| Task statement |
Across the records below, count the lines that contain "dims" and write down only the count.

══════════════════════════════

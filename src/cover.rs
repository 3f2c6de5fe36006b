use std::fs;
use std::io;
use std::path::{Path, PathBuf};

use log::{debug, info, warn};
use strum_macros::Display;

use crate::config::{BatchConfig, BatchKind};
use crate::error::{StageError, ToolError};
use crate::report::ErrorTracker;
use crate::tools::MediaTools;
use crate::track::{BATCH_COVER_NAME, BATCH_COVER_STAGING_NAME, Track};

/// Edge length of every finished cover.
pub const COVER_SIZE: u32 = 512;
/// Extension used when the cover codec cannot be determined.
pub const DEFAULT_COVER_EXTENSION: &str = "jpg";

/// Pixel size of an image.
#[derive(Debug, Clone, Copy, PartialEq, Eq)]
pub struct Dimensions {
    pub width: u32,
    pub height: u32,
}

/// A centered square cut, scaled to [`COVER_SIZE`].
#[derive(Debug, Clone, Copy, PartialEq, Eq)]
pub struct SquareCrop {
    pub side: u32,
    pub x: u32,
    pub y: u32,
}

impl SquareCrop {
    /// The largest centered square of `dims`, or `None` for an empty image.
    pub fn centered(dims: Dimensions) -> Option<Self> {
        let side = dims.width.min(dims.height);
        if side == 0 {
            return None;
        }
        Some(Self {
            side,
            x: (dims.width - side) / 2,
            y: (dims.height - side) / 2,
        })
    }

    /// ffmpeg video filter performing the crop and the resize.
    pub fn filter(&self) -> String {
        format!(
            "crop={side}:{side}:{x}:{y},scale={COVER_SIZE}:{COVER_SIZE}",
            side = self.side,
            x = self.x,
            y = self.y
        )
    }
}

/// Maps a probed picture codec to the extension of the extracted file.
pub fn cover_extension(codec: Option<&str>) -> &'static str {
    match codec {
        Some("mjpeg") | Some("jpeg") => "jpg",
        Some("png") => "png",
        Some("webp") => "webp",
        Some("bmp") => "bmp",
        _ => DEFAULT_COVER_EXTENSION,
    }
}

/// How a track's cover was obtained.
#[derive(Debug, Clone, Copy, PartialEq, Eq, Display)]
pub enum CoverOutcome {
    Extracted,
    FallbackUsed,
    Unavailable,
}

/// Per-track artwork state, discarded once the track is finalized.
#[derive(Debug, Clone, PartialEq, Eq)]
pub struct CoverArtState {
    pub extracted: PathBuf,
    pub cropped: PathBuf,
    pub outcome: CoverOutcome,
}

impl CoverArtState {
    fn unavailable(extracted: PathBuf, cropped: PathBuf) -> Self {
        Self {
            extracted,
            cropped,
            outcome: CoverOutcome::Unavailable,
        }
    }

    /// The square cover to embed, if one was resolved.
    pub fn cover(&self) -> Option<&Path> {
        match self.outcome {
            CoverOutcome::Extracted | CoverOutcome::FallbackUsed => Some(&self.cropped),
            CoverOutcome::Unavailable => None,
        }
    }

    /// Every transient file this state may have produced.
    pub fn transient_files(&self) -> [&Path; 2] {
        [&self.extracted, &self.cropped]
    }
}

/// The last cover that passed cropping, kept for tracks without art of their own.
///
/// The cover is copied into a fixed file of the working directory, so it
/// outlives the cleanup of the track that produced it.
#[derive(Debug)]
pub struct BatchCoverMemory {
    slot: PathBuf,
    filled: bool,
}

impl BatchCoverMemory {
    pub fn new(working_dir: impl AsRef<Path>) -> Self {
        Self {
            slot: working_dir.as_ref().join(BATCH_COVER_NAME),
            filled: false,
        }
    }

    /// Path of the remembered cover, once any track produced one.
    pub fn fallback(&self) -> Option<&Path> {
        self.filled.then_some(self.slot.as_path())
    }

    /// Replaces the remembered cover. On error the previous cover is kept.
    pub fn remember(&mut self, cropped: &Path) -> io::Result<()> {
        let staging = self.slot.with_file_name(BATCH_COVER_STAGING_NAME);
        fs::copy(cropped, &staging)?;
        if let Err(e) = fs::rename(&staging, &self.slot) {
            _ = fs::remove_file(&staging);
            return Err(e);
        }
        self.filled = true;
        Ok(())
    }

    /// Removes the remembered cover at the end of a batch.
    pub fn discard(self) {
        if self.filled {
            if let Err(e) = fs::remove_file(&self.slot) {
                debug!("Could not remove {:?}: {}", self.slot, e);
            }
        }
    }
}

/// Determines the cover for `track`: its own art, the batch fallback, or none.
///
/// Never fails. Missing art is a valid result; a failed crop or a failed
/// hand-over of the batch cover is recorded in `tracker`. In album mode a
/// successful crop becomes the new fallback.
pub fn resolve(
    track: &Track,
    config: &BatchConfig,
    memory: &mut BatchCoverMemory,
    tools: &impl MediaTools,
    tracker: &mut ErrorTracker,
) -> CoverArtState {
    let name = track.display_name();
    let cropped = track.cropped_cover_path();
    if config.skip_cover_art {
        return CoverArtState::unavailable(
            track.extracted_cover_path(DEFAULT_COVER_EXTENSION),
            cropped,
        );
    }

    let (extracted, outcome) = match extract(track, tools) {
        Ok(extracted) => (extracted, CoverOutcome::Extracted),
        Err(e) => {
            debug!("{}: {}", name, e);
            let slot = track.extracted_cover_path(DEFAULT_COVER_EXTENSION);
            let fallback = match config.kind {
                BatchKind::Album => memory.fallback(),
                BatchKind::Collection => None,
            };
            let Some(fallback) = fallback else {
                info!("{}: no cover art available", name);
                return CoverArtState::unavailable(slot, cropped);
            };
            if let Err(e) = fs::copy(fallback, &slot) {
                let e = StageError::FallbackFailed(ToolError::Io {
                    path: fallback.to_path_buf(),
                    source: e,
                });
                warn!("{}: {}", name, e);
                tracker.record(track, &e);
                return CoverArtState::unavailable(slot, cropped);
            }
            info!("{}: using the batch cover", name);
            (slot, CoverOutcome::FallbackUsed)
        }
    };

    if let Err(e) = crop(&extracted, &cropped, tools) {
        warn!("{}: {}", name, e);
        tracker.record(track, &e);
        return CoverArtState::unavailable(extracted, cropped);
    }

    if config.kind == BatchKind::Album {
        if let Err(e) = memory.remember(&cropped) {
            let e = StageError::FallbackFailed(ToolError::Io {
                path: memory.slot.clone(),
                source: e,
            });
            warn!("{}: {}", name, e);
            tracker.record(track, &e);
        }
    }

    CoverArtState {
        extracted,
        cropped,
        outcome,
    }
}

fn extract(track: &Track, tools: &impl MediaTools) -> Result<PathBuf, StageError> {
    let codec = match tools.probe_cover_codec(track.source()) {
        Ok(codec) => codec,
        Err(e) => {
            debug!("Cover probe failed for {:?}: {}", track.source(), e);
            None
        }
    };
    let extracted = track.extracted_cover_path(cover_extension(codec.as_deref()));
    if let Err(e) = tools.extract_cover(track.source(), &extracted) {
        _ = fs::remove_file(&extracted);
        return Err(StageError::ExtractionFailed(e));
    }
    Ok(extracted)
}

fn crop(extracted: &Path, cropped: &Path, tools: &impl MediaTools) -> Result<(), StageError> {
    let dims = tools
        .probe_dimensions(extracted)
        .map_err(StageError::CropFailed)?;
    let square = SquareCrop::centered(dims).ok_or_else(|| {
        StageError::CropFailed(ToolError::Output {
            program: "ffprobe".to_string(),
            reason: format!("{}x{} image has no area", dims.width, dims.height),
        })
    })?;
    tools
        .crop_cover(extracted, cropped, &square)
        .map_err(StageError::CropFailed)
}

══════════════════════════════

| Expected answer |
8